Lara
La última cosa que vi fueron sus hombros envueltos en el chal de cachemira.
Abrió la puerta, entró sin volverse y la cerró rápidamente. No sé y nunca sabré si dudó por un momento, si cambió de idea por un instante, siempre me he engañado pensando que sí. Engañado.
Me quedé plantado allí, perdido, esperando a que esa puerta se abriese de nuevo, esperando a que el móvil sonase, a que me llegase un mensaje, cualquier señal.

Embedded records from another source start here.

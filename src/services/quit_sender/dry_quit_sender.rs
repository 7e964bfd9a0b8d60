use crate::error::Result;
use crate::events::{ProcessRef, Trigger};
use tracing::info;

use super::r#trait::QuitEventSender;

pub struct DryRunQuitSender {
    trigger: Trigger,
}

impl DryRunQuitSender {
    pub fn new(trigger: Trigger) -> Self {
        info!("Инициализация DryRunQuitSender");
        Self { trigger }
    }
}

#[async_trait::async_trait]
impl QuitEventSender for DryRunQuitSender {
    async fn activate(&self, target: &ProcessRef) -> Result<()> {
        info!("[DRY RUN] Активация окна {}", target);
        Ok(())
    }

    async fn send_quit_shortcut(&self, target: &ProcessRef) -> Result<()> {
        info!("[DRY RUN] Отправка {} приложению {}", self.trigger, target);
        Ok(())
    }
}
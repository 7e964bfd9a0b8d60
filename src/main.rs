use anyhow::Result;
use clap::Parser;
use std::sync::Arc;
use tokio::signal;
use tokio::signal::unix::{signal as unix_signal, SignalKind};
use tracing::{error, info, warn};
mod config;
mod error;
mod events;
mod services;
mod utils;

use config::Config;
use services::app_policy::AppEntry;
use services::keycode_map::KeycodeMap;
use services::settings::{follow_delay, DelayConfigProvider};
use services::watchdog::ProbeHandle;
use services::{
    create_focus_tracker,
    create_input_hook,
    create_quit_sender,
    AppListPolicy,
    ConsoleOverlay,
    DefaultAppContext,
    DelaySettings,
    GestureServices,
    GestureStateMachine,
    GestureTiming,
    SleepMonitor,
    Watchdog,
};

#[derive(Parser, Debug, Clone)]
#[command(name = "slowquit")]
#[command(about = "Закрытие приложения по Ctrl+Q только после удержания сочетания")]
struct Args {
    /// Путь к файлу конфигурации
    #[arg(short, long, default_value = "slowquit.toml")]
    config: String,

    /// Режим сухого запуска (без реальных действий)
    #[arg(long)]
    dry_run: bool,

    /// Уровень логирования (по умолчанию из конфигурации)
    #[arg(long)]
    log_level: Option<String>,

    /// Время удержания в секундах, перекрывает конфигурацию
    #[arg(long)]
    delay: Option<f64>,

    /// Добавить приложение в текущий список (можно повторять)
    #[arg(long = "add-app", value_name = "APP_ID")]
    add_apps: Vec<String>,

    /// Убрать приложение из текущего списка (можно повторять)
    #[arg(long = "remove-app", value_name = "APP_ID")]
    remove_apps: Vec<String>,
}

#[tokio::main]
async fn main() -> Result<()> {
    let args = Args::parse();

    let config = Config::load(&args.config)?;
    let level = args.log_level.clone().unwrap_or_else(|| config.logging.level.clone());
    init_tracing(&level, &config.logging.format)?;

    info!("Запуск SlowQuit v{}", env!("CARGO_PKG_VERSION"));
    info!("Конфигурация загружена из: {}", args.config);

    if args.dry_run {
        warn!("Режим сухого запуска - реальные действия отключены");
    } else {
        utils::permissions::check_permissions()?;
    }

    let trigger = config.trigger()?;
    info!(
        "Сочетание выхода: {}+{}",
        trigger.modifier,
        KeycodeMap::get_key_name(trigger.key).unwrap_or("?")
    );
    let config = Arc::new(config);

    // Инициализация компонентов
    let delay = Arc::new(DelaySettings::from_secs_f64(args.delay.unwrap_or(config.quit.delay_secs)));
    let policy = Arc::new(AppListPolicy::new(
        config.policy.mode,
        config.policy.allowlist.clone(),
        config.policy.denylist.clone(),
    ));
    apply_app_overrides(&policy, &args);

    let app_context = Arc::new(DefaultAppContext::new());
    let runtime = tokio::runtime::Handle::current();
    let (overlay, overlay_handle) = ConsoleOverlay::spawn(&runtime);
    let sender = create_quit_sender(trigger, args.dry_run)?;

    let machine = Arc::new(GestureStateMachine::new(
        trigger,
        GestureTiming {
            activation_settle: config.activation_settle(),
            self_echo_window: config.self_echo_window(),
        },
        GestureServices {
            delay: delay.clone(),
            policy: policy.clone(),
            overlay: Arc::new(overlay.clone()),
            sender,
            app_context: app_context.clone(),
        },
        runtime,
    ));

    let hook = create_input_hook(config.clone(), trigger, delay.clone(), args.dry_run)?;
    if let Err(e) = hook.start(machine.clone()) {
        // Не фатально: watchdog повторит запуск
        error!("{}", e);
    }

    let focus_tracker = create_focus_tracker(config.clone(), app_context.clone(), args.dry_run)?;
    let watchdog = Arc::new(Watchdog::new(hook.clone(), machine.clone(), config.watchdog_interval()));
    let probe = watchdog.probe_handle();

    info!("Все компоненты инициализированы");

    let delay_log_handle = tokio::spawn(follow_delay(delay.subscribe(), |delay| {
        info!("Время удержания обновлено: {:.1}с", delay.as_secs_f64());
    }));

    let focus_handle = tokio::spawn(async move {
        if let Err(e) = focus_tracker.run().await {
            error!("Ошибка в FocusTracker: {}", e);
        }
    });
    let watchdog_handle = tokio::spawn(watchdog.clone().run());
    let sleep_handle = {
        let monitor = SleepMonitor::new(probe.clone());
        tokio::spawn(async move {
            if let Err(e) = monitor.run().await {
                warn!("Проверка после сна недоступна: {}", e);
            }
        })
    };
    let signals_handle = tokio::spawn(handle_signals(
        args.clone(),
        delay.clone(),
        policy.clone(),
        probe,
        machine.clone(),
        Status {
            watchdog: watchdog.clone(),
            app_context: app_context.clone(),
            overlay: overlay.clone(),
            policy: policy.clone(),
        },
    ));

    info!("Все сервисы запущены");

    match signal::ctrl_c().await {
        Ok(()) => info!("Получен сигнал завершения (Ctrl+C)"),
        Err(err) => error!("Ошибка при ожидании сигнала завершения: {}", err),
    }

    info!("Завершение работы...");

    watchdog_handle.abort();
    sleep_handle.abort();
    signals_handle.abort();
    delay_log_handle.abort();

    machine.cancel();
    hook.stop();
    focus_handle.abort();

    let shutdown_timeout = tokio::time::Duration::from_secs(5);
    let shutdown_result = tokio::time::timeout(shutdown_timeout, async {
        let _ = watchdog_handle.await;
        let _ = focus_handle.await;
    })
    .await;

    match shutdown_result {
        Ok(_) => info!("Все сервисы завершили работу корректно"),
        Err(_) => warn!("Таймаут при завершении сервисов"),
    }

    drop(overlay);
    overlay_handle.abort();

    info!("SlowQuit завершил работу");
    Ok(())
}

/// То, что выводится в лог по SIGUSR1
struct Status {
    watchdog: Arc<Watchdog>,
    app_context: Arc<DefaultAppContext>,
    overlay: ConsoleOverlay,
    policy: Arc<AppListPolicy>,
}

impl Status {
    fn log(&self, machine: &GestureStateMachine) {
        let snapshot = machine.snapshot();
        info!(
            "Жест: включён={} модификатор={} клавиша={} взведён={} использован={} эхо={} цель={:?}",
            snapshot.enabled,
            snapshot.modifier_held,
            snapshot.trigger_key_held,
            snapshot.armed,
            snapshot.consumed_this_press,
            snapshot.suppressing_self_echo,
            snapshot.locked_target.as_ref().map(|target| target.display_name().to_string()),
        );
        info!(
            "Watchdog: сбоев подряд={} последняя проверка {:?} назад",
            self.watchdog.consecutive_failures(),
            self.watchdog.last_check_time().map(|at| at.elapsed()),
        );
        info!(
            "Смен активного приложения: {}, индикатор показан: {}, режим списка: {:?} ({} приложений)",
            self.app_context.change_count(),
            self.overlay.is_visible(),
            self.policy.mode(),
            self.policy.current_list().len(),
        );
    }
}

/// SIGHUP: перечитать конфигурацию, SIGUSR1: проверка перехвата и состояние,
/// SIGUSR2: включить/выключить перехват
async fn handle_signals(
    args: Args,
    delay: Arc<DelaySettings>,
    policy: Arc<AppListPolicy>,
    probe: ProbeHandle,
    machine: Arc<GestureStateMachine>,
    status: Status,
) {
    let (mut hangup, mut user1, mut user2) = match (
        unix_signal(SignalKind::hangup()),
        unix_signal(SignalKind::user_defined1()),
        unix_signal(SignalKind::user_defined2()),
    ) {
        (Ok(hangup), Ok(user1), Ok(user2)) => (hangup, user1, user2),
        _ => {
            warn!("Не удалось подписаться на сигналы, перезагрузка конфигурации недоступна");
            return;
        }
    };

    loop {
        tokio::select! {
            _ = hangup.recv() => reload_config(&args, &delay, &policy),
            _ = user1.recv() => {
                status.log(&machine);
                probe.probe_now();
            }
            _ = user2.recv() => machine.set_enabled(!machine.is_enabled()),
        }
    }
}

fn reload_config(args: &Args, delay: &DelaySettings, policy: &AppListPolicy) {
    info!("Перечитываем конфигурацию из {}", args.config);

    let config = match Config::load(&args.config) {
        Ok(config) => config,
        Err(e) => {
            warn!("Конфигурация не применена: {:#}", e);
            return;
        }
    };

    match args.delay {
        Some(_) => info!("Время удержания задано в командной строке, оставляем"),
        None if config.quit.delay_secs == 0.0 => delay.reset_to_default(),
        None => delay.set_delay(DelaySettings::duration_from_secs(config.quit.delay_secs)),
    }

    policy.replace(config.policy.mode, config.policy.allowlist, config.policy.denylist);
    apply_app_overrides(policy, args);
    info!("Конфигурация применена");
}

fn apply_app_overrides(policy: &AppListPolicy, args: &Args) {
    for id in &args.add_apps {
        if policy.add_app(AppEntry::new(id.as_str(), id.as_str())) {
            info!("Приложение {} добавлено в список", id);
        }
    }
    for id in &args.remove_apps {
        if policy.remove_app(id) {
            info!("Приложение {} убрано из списка", id);
        }
    }
}

fn init_tracing(level: &str, format: &str) -> Result<()> {
    use tracing_subscriber::{layer::SubscriberExt, util::SubscriberInitExt, EnvFilter};

    let filter = EnvFilter::try_from_default_env()
        .or_else(|_| EnvFilter::try_new(level))?;

    let registry = tracing_subscriber::registry().with(filter);
    match format {
        "full" => registry.with(tracing_subscriber::fmt::layer()).init(),
        _ => registry.with(tracing_subscriber::fmt::layer().compact()).init(),
    }

    Ok(())
}
use crate::config::Config;
use crate::error::{SlowQuitError, Result};
use crate::events::ProcessRef;
use crate::services::app_context::AppContext;
use std::sync::Arc;
use tracing::{debug, info, warn, error};
use tokio::time::{interval, Duration, MissedTickBehavior};
use std::process::Command;

use super::kdotool::KdotoolDetector;
use super::xdotool::XdotoolDetector;
use super::wmctrl::WmctrlDetector;
use super::sway::SwayDetector;
use super::r#trait::FocusTrackerTrait;

#[derive(Debug, Clone)]
enum DesktopEnvironment {
    KDE,
    GNOME,
    Sway,
    X11Generic,
    WaylandGeneric,
    Unknown,
}

#[derive(Debug, Clone, Copy, PartialEq, Eq)]
enum WorkingMethod {
    Kdotool,
    Xdotool,
    Wmctrl,
    Sway,
}

impl WorkingMethod {
    fn from_name(name: &str) -> Option<Self> {
        match name {
            "kdotool" => Some(WorkingMethod::Kdotool),
            "xdotool" => Some(WorkingMethod::Xdotool),
            "wmctrl" => Some(WorkingMethod::Wmctrl),
            "sway" => Some(WorkingMethod::Sway),
            _ => None,
        }
    }
}

pub struct RealFocusTracker {
    config: Arc<Config>,
    app_context: Arc<dyn AppContext>,
    desktop_env: DesktopEnvironment,
    working_method: Option<WorkingMethod>,

    // Детекторы утилит
    kdotool: KdotoolDetector,
    xdotool: XdotoolDetector,
    wmctrl: WmctrlDetector,
    sway: SwayDetector,
}

impl RealFocusTracker {
    pub fn new(config: Arc<Config>, app_context: Arc<dyn AppContext>) -> Result<Self> {
        info!("Инициализация RealFocusTracker");

        let desktop_env = Self::detect_desktop_environment();
        info!("Обнаружена среда рабочего стола: {:?}", desktop_env);

        let working_method = WorkingMethod::from_name(&config.window.detection_mode);

        Ok(Self {
            config,
            app_context,
            desktop_env,
            working_method,
            kdotool: KdotoolDetector::new(),
            xdotool: XdotoolDetector::new(),
            wmctrl: WmctrlDetector::new(),
            sway: SwayDetector::new(),
        })
    }

    fn detect_desktop_environment() -> DesktopEnvironment {
        if std::env::var("SWAYSOCK").is_ok() {
            return DesktopEnvironment::Sway;
        }

        if let Ok(desktop) = std::env::var("XDG_CURRENT_DESKTOP") {
            match desktop.to_lowercase().as_str() {
                d if d.contains("kde") => return DesktopEnvironment::KDE,
                d if d.contains("gnome") => return DesktopEnvironment::GNOME,
                _ => {}
            }
        }

        if let Ok(session) = std::env::var("XDG_SESSION_TYPE") {
            match session.as_str() {
                "wayland" => return DesktopEnvironment::WaylandGeneric,
                "x11" => return DesktopEnvironment::X11Generic,
                _ => {}
            }
        }

        if let Ok(output) = Command::new("pgrep").arg("-f").arg("kwin").output() {
            if !output.stdout.is_empty() {
                return DesktopEnvironment::KDE;
            }
        }

        DesktopEnvironment::Unknown
    }

    /// Порядок проверки утилит зависит от среды
    fn candidate_methods(&self) -> &'static [WorkingMethod] {
        match self.desktop_env {
            DesktopEnvironment::KDE => &[WorkingMethod::Kdotool, WorkingMethod::Xdotool, WorkingMethod::Wmctrl],
            DesktopEnvironment::Sway => &[WorkingMethod::Sway],
            DesktopEnvironment::GNOME | DesktopEnvironment::X11Generic => {
                &[WorkingMethod::Xdotool, WorkingMethod::Wmctrl]
            }
            DesktopEnvironment::WaylandGeneric | DesktopEnvironment::Unknown => &[
                WorkingMethod::Kdotool,
                WorkingMethod::Xdotool,
                WorkingMethod::Wmctrl,
                WorkingMethod::Sway,
            ],
        }
    }

    async fn detect_working_method(&self) -> Result<WorkingMethod> {
        info!("Определяем рабочий метод детекции окон...");

        for &method in self.candidate_methods() {
            let result = match method {
                WorkingMethod::Kdotool => self.kdotool.test().await,
                WorkingMethod::Xdotool => self.xdotool.test().await,
                WorkingMethod::Wmctrl => self.wmctrl.test().await,
                WorkingMethod::Sway => self.sway.test().await,
            };

            match result {
                Ok(()) => {
                    info!("Используем {:?}", method);
                    return Ok(method);
                }
                Err(e) => debug!("{:?} не работает: {}", method, e),
            }
        }

        Err(SlowQuitError::ServiceUnavailable("Ни один метод детекции окон не работает".to_string()))
    }

    async fn run_impl(mut self) -> Result<()> {
        info!("RealFocusTracker запущен для среды: {:?}", self.desktop_env);

        let mut interval = interval(self.config.polling_interval());
        interval.set_missed_tick_behavior(MissedTickBehavior::Delay);

        loop {
            interval.tick().await;

            let method = match self.working_method {
                Some(method) => method,
                None => match self.detect_working_method().await {
                    Ok(method) => {
                        self.working_method = Some(method);
                        method
                    }
                    Err(_) => {
                        error!("Ни один метод не работает. Приостанавливаем детекцию на 10 секунд");
                        // Без данных о фокусе жест не применяется ни к чему
                        self.app_context.update(None);
                        tokio::time::sleep(Duration::from_secs(10)).await;
                        continue;
                    }
                },
            };

            match self.get_window_by_method(method).await {
                Ok(app) => self.publish(app),
                Err(e) => {
                    warn!("Рабочий метод {:?} перестал работать: {}. Переопределяем...", method, e);
                    self.working_method = None;
                }
            }
        }
    }

    async fn get_window_by_method(&self, method: WorkingMethod) -> Result<ProcessRef> {
        match method {
            WorkingMethod::Kdotool => self.kdotool.get_active_window().await,
            WorkingMethod::Xdotool => self.xdotool.get_active_window().await,
            WorkingMethod::Wmctrl => self.wmctrl.get_active_window().await,
            WorkingMethod::Sway => self.sway.get_active_window().await,
        }
    }

    fn publish(&self, app: ProcessRef) {
        let changed = match self.app_context.frontmost() {
            Some(current) => !current.same_window(&app),
            None => true,
        };

        if changed {
            debug!("Смена активного приложения на: {}", app);
            self.app_context.update(Some(app));
        }
    }
}

impl Drop for RealFocusTracker {
    fn drop(&mut self) {
        info!("RealFocusTracker завершает работу");
    }
}

#[async_trait::async_trait]
impl FocusTrackerTrait for RealFocusTracker {
    async fn run(self: Box<Self>) -> Result<()> {
        (*self).run_impl().await
    }
}
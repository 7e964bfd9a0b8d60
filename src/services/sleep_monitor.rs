use crate::error::Result;
use crate::services::watchdog::ProbeHandle;
use futures_util::StreamExt;
use tracing::{debug, info};
use zbus::{Connection, MatchRule, MessageStream};

const LOGIN1_NAME: &str = "org.freedesktop.login1";
const LOGIN1_MANAGER: &str = "org.freedesktop.login1.Manager";

/// После выхода из сна устройства ввода могут пересоздаваться, а захват
/// при этом пропадает. Просим watchdog проверить перехват сразу.
pub struct SleepMonitor {
    probe: ProbeHandle,
}

impl SleepMonitor {
    pub fn new(probe: ProbeHandle) -> Self {
        Self { probe }
    }

    pub async fn run(self) -> Result<()> {
        let connection = Connection::system().await?;

        let rule = MatchRule::builder()
            .msg_type(zbus::message::Type::Signal)
            .sender(LOGIN1_NAME)?
            .interface(LOGIN1_MANAGER)?
            .member("PrepareForSleep")?
            .build();
        let mut stream = MessageStream::for_match_rule(rule, &connection, None).await?;
        info!("Подписка на PrepareForSleep активна");

        while let Some(message) = stream.next().await {
            let suspending = message?.body().deserialize::<bool>()?;
            if suspending {
                debug!("Система уходит в сон");
            } else {
                info!("Система проснулась, проверяем перехват");
                self.probe.probe_now();
            }
        }

        Ok(())
    }
}
use parking_lot::RwLock;
use serde::{Deserialize, Serialize};
use std::collections::HashSet;
use tracing::info;

/// Решает, распространяется ли удержание на приложение
pub trait TargetPolicyProvider: Send + Sync {
    /// `None` (приложение не опознано) всегда означает "не задерживать"
    fn should_gate(&self, app_id: Option<&str>) -> bool;
}

/// Режим списка приложений
#[derive(Debug, Clone, Copy, PartialEq, Eq, Hash, Serialize, Deserialize)]
#[serde(rename_all = "lowercase")]
pub enum ListMode {
    /// Все приложения
    Global,
    /// Только приложения из списка
    Allowlist,
    /// Все, кроме приложений из списка
    Denylist,
}

/// Запись списка: идентификатор (класс окна / app_id) и отображаемое имя
#[derive(Debug, Clone, PartialEq, Eq, Hash, Serialize, Deserialize)]
pub struct AppEntry {
    pub id: String,
    pub name: String,
}

impl AppEntry {
    pub fn new(id: impl Into<String>, name: impl Into<String>) -> Self {
        Self {
            id: id.into(),
            name: name.into(),
        }
    }
}

/// Единственное правило сравнения идентификаторов приложений
fn normalize_id(id: &str) -> String {
    id.to_lowercase()
}

#[derive(Debug)]
struct PolicyState {
    mode: ListMode,
    allowlist: Vec<AppEntry>,
    denylist: Vec<AppEntry>,
    // Нормализованные идентификаторы для O(1) поиска
    allow_ids: HashSet<String>,
    deny_ids: HashSet<String>,
}

impl PolicyState {
    fn rebuild_indexes(&mut self) {
        self.allow_ids = self.allowlist.iter().map(|e| normalize_id(&e.id)).collect();
        self.deny_ids = self.denylist.iter().map(|e| normalize_id(&e.id)).collect();
    }

    fn current_list_mut(&mut self) -> Option<&mut Vec<AppEntry>> {
        match self.mode {
            ListMode::Global => None,
            ListMode::Allowlist => Some(&mut self.allowlist),
            ListMode::Denylist => Some(&mut self.denylist),
        }
    }
}

/// Политика по спискам приложений. Чтение на горячем пути без аллокаций кроме
/// нормализации идентификатора.
pub struct AppListPolicy {
    state: RwLock<PolicyState>,
}

impl AppListPolicy {
    pub fn new(mode: ListMode, allowlist: Vec<AppEntry>, denylist: Vec<AppEntry>) -> Self {
        let mut state = PolicyState {
            mode,
            allowlist,
            denylist,
            allow_ids: HashSet::new(),
            deny_ids: HashSet::new(),
        };
        state.rebuild_indexes();

        Self {
            state: RwLock::new(state),
        }
    }

    pub fn mode(&self) -> ListMode {
        self.state.read().mode
    }

    /// Текущий активный список (пустой в глобальном режиме)
    pub fn current_list(&self) -> Vec<AppEntry> {
        let state = self.state.read();
        match state.mode {
            ListMode::Global => Vec::new(),
            ListMode::Allowlist => state.allowlist.clone(),
            ListMode::Denylist => state.denylist.clone(),
        }
    }

    /// Полная замена (перезагрузка конфигурации)
    pub fn replace(&self, mode: ListMode, allowlist: Vec<AppEntry>, denylist: Vec<AppEntry>) {
        let mut state = self.state.write();
        state.mode = mode;
        state.allowlist = allowlist;
        state.denylist = denylist;
        state.rebuild_indexes();
        info!(
            "Политика приложений обновлена: {:?} (allow: {}, deny: {})",
            mode,
            state.allowlist.len(),
            state.denylist.len()
        );
    }

    /// Добавить приложение в список текущего режима, без дубликатов
    pub fn add_app(&self, entry: AppEntry) -> bool {
        let mut state = self.state.write();
        let mode = state.mode;
        let Some(list) = state.current_list_mut() else {
            return false;
        };
        let key = normalize_id(&entry.id);
        if list.iter().any(|e| normalize_id(&e.id) == key) {
            return false;
        }
        info!("Приложение {} добавлено в список {:?}", entry.id, mode);
        list.push(entry);
        state.rebuild_indexes();
        true
    }

    /// Убрать приложение из списка текущего режима
    pub fn remove_app(&self, id: &str) -> bool {
        let mut state = self.state.write();
        let mode = state.mode;
        let Some(list) = state.current_list_mut() else {
            return false;
        };
        let before = list.len();
        let key = normalize_id(id);
        list.retain(|e| normalize_id(&e.id) != key);
        let removed = list.len() != before;
        if removed {
            info!("Приложение {} удалено из списка {:?}", id, mode);
            state.rebuild_indexes();
        }
        removed
    }
}

impl TargetPolicyProvider for AppListPolicy {
    fn should_gate(&self, app_id: Option<&str>) -> bool {
        let Some(app_id) = app_id else {
            return false;
        };

        let state = self.state.read();
        match state.mode {
            ListMode::Global => true,
            ListMode::Allowlist => state.allow_ids.contains(&normalize_id(app_id)),
            ListMode::Denylist => !state.deny_ids.contains(&normalize_id(app_id)),
        }
    }
}

#[cfg(test)]
mod tests {
    use super::*;

    fn firefox() -> AppEntry {
        AppEntry::new("firefox", "Firefox")
    }

    #[test]
    fn test_unknown_app_is_never_gated() {
        let policy = AppListPolicy::new(ListMode::Global, vec![], vec![]);
        assert!(!policy.should_gate(None));
        assert!(policy.should_gate(Some("anything")));
    }

    #[test]
    fn test_allowlist_and_denylist() {
        let policy = AppListPolicy::new(ListMode::Allowlist, vec![firefox()], vec![firefox()]);
        assert!(policy.should_gate(Some("Firefox")));
        assert!(!policy.should_gate(Some("kitty")));

        policy.replace(ListMode::Denylist, vec![], vec![firefox()]);
        assert!(!policy.should_gate(Some("firefox")));
        assert!(policy.should_gate(Some("kitty")));
    }

    #[test]
    fn test_add_and_remove_follow_current_mode() {
        let policy = AppListPolicy::new(ListMode::Global, vec![], vec![]);
        assert!(!policy.add_app(firefox()));
        assert!(policy.current_list().is_empty());

        policy.replace(ListMode::Denylist, vec![], vec![]);
        assert!(policy.add_app(firefox()));
        assert!(!policy.add_app(AppEntry::new("FIREFOX", "dup")));
        assert_eq!(policy.current_list(), vec![firefox()]);
        assert!(!policy.should_gate(Some("firefox")));

        assert!(policy.remove_app("firefox"));
        assert!(!policy.remove_app("firefox"));
        assert!(policy.should_gate(Some("firefox")));
    }

    #[test]
    fn test_non_ascii_ids_match_the_same_way_everywhere() {
        let policy = AppListPolicy::new(ListMode::Allowlist, vec![], vec![]);
        assert!(policy.add_app(AppEntry::new("Ärzte-App", "Ärzte")));
        assert!(!policy.add_app(AppEntry::new("äRZTE-app", "dup")));
        assert_eq!(policy.current_list().len(), 1);
        assert!(policy.should_gate(Some("ÄRZTE-APP")));

        assert!(policy.remove_app("ärzte-app"));
        assert!(policy.current_list().is_empty());
        assert!(!policy.should_gate(Some("Ärzte-App")));
    }
}
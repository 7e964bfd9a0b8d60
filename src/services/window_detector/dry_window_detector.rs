use crate::error::Result;
use crate::events::ProcessRef;
use crate::services::app_context::AppContext;
use std::sync::Arc;
use tokio::time::{interval, Duration};
use tracing::info;

use super::r#trait::FocusTrackerTrait;

pub struct DryRunFocusTracker {
    app_context: Arc<dyn AppContext>,
}

impl DryRunFocusTracker {
    pub fn new(app_context: Arc<dyn AppContext>) -> Self {
        Self { app_context }
    }

    async fn run_impl(self) -> Result<()> {
        info!("Dry-run режим - FocusTracker работает в режиме эмуляции");

        let fake_apps = [
            ("Terminal - dry_run", "kitty"),
            ("Browser - dry_run", "firefox"),
            ("Editor - dry_run", "code"),
            ("Game - dry_run", "steam"),
        ];

        let mut app_index = 0;
        let mut interval = interval(Duration::from_secs(10));

        loop {
            interval.tick().await;

            let (title, app_id) = fake_apps[app_index];
            // pid собственного процесса, чтобы цель считалась живой
            let fake_app = ProcessRef::new(title)
                .with_app_id(app_id)
                .with_pid(std::process::id())
                .with_window_id(format!("dry-{}", app_index));

            info!("Dry-run: эмулируем смену активного приложения на: {}", fake_app);
            self.app_context.update(Some(fake_app));

            app_index = (app_index + 1) % fake_apps.len();
        }
    }
}

#[async_trait::async_trait]
impl FocusTrackerTrait for DryRunFocusTracker {
    async fn run(self: Box<Self>) -> Result<()> {
        (*self).run_impl().await
    }
}
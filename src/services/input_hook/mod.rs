mod dry_input_hook;
mod evdev_hook;
mod modifier_state;
mod r#trait;

pub use self::r#trait::{EventHandler, InputHook, create_input_hook};
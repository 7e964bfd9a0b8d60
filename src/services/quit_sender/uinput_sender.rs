use crate::error::{Result, SlowQuitError};
use crate::events::{ProcessRef, Trigger, VirtualKeyEvent};
use crate::services::keycode_map::KeycodeMap;
use crate::services::window_detector::activate_window;
use crate::services::VirtualDevice;
use crate::slowquit_error;
use tracing::{debug, info};

use super::r#trait::QuitEventSender;

pub struct UinputQuitSender {
    trigger: Trigger,
    device: VirtualDevice,
}

impl UinputQuitSender {
    pub fn new(trigger: Trigger) -> Result<Self> {
        info!("Инициализация UinputQuitSender для {}", trigger);
        Ok(Self {
            trigger,
            device: VirtualDevice::new("SlowQuit Quit Sender", false)?,
        })
    }

    fn shortcut_sequence(&self) -> [VirtualKeyEvent; 4] {
        let modifier = KeycodeMap::modifier_keycode(self.trigger.modifier);
        [
            VirtualKeyEvent::press(modifier),
            VirtualKeyEvent::press(self.trigger.key),
            VirtualKeyEvent::release(self.trigger.key),
            VirtualKeyEvent::release(modifier),
        ]
    }
}

#[async_trait::async_trait]
impl QuitEventSender for UinputQuitSender {
    async fn activate(&self, target: &ProcessRef) -> Result<()> {
        let target = target.clone();
        // Утилиты окон запускаются как внешние процессы, не держим ими рабочий поток
        tokio::task::spawn_blocking(move || activate_window(&target))
            .await
            .map_err(|e| SlowQuitError::Internal(format!("Задача активации окна прервана: {}", e)))?
    }

    async fn send_quit_shortcut(&self, target: &ProcessRef) -> Result<()> {
        debug!("Синтез {} для {}", self.trigger, target);
        self.device
            .send_batch(&self.shortcut_sequence())
            .map_err(|e| slowquit_error!(synthesis, "{}: {}", self.device.name(), e))
    }
}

No sucedió nada.
Un sabor amargo en la boca. Desilusión. Rabia porque me había pillado por sorpresa y no había sabido reaccionar. Por haber sufrido y aceptado resignado. Pero ¿qué otra cosa podía hacer? Estábamos en dos planos diferentes: ella era racional, yo, emotivo. La lógica contra la pasión, las garantías para el futuro y el amor en el presente. ¿Por qué? ¿Qué había sucedido, qué había cambiado de repente? ¿Adónde habían ido a parar la complicidad, las sonrisas, la ternura, los besos, las caricias? Habíamos estado bien juntos, ¡estábamos bien juntos! ¿Qué había cambiado? No lo entendía.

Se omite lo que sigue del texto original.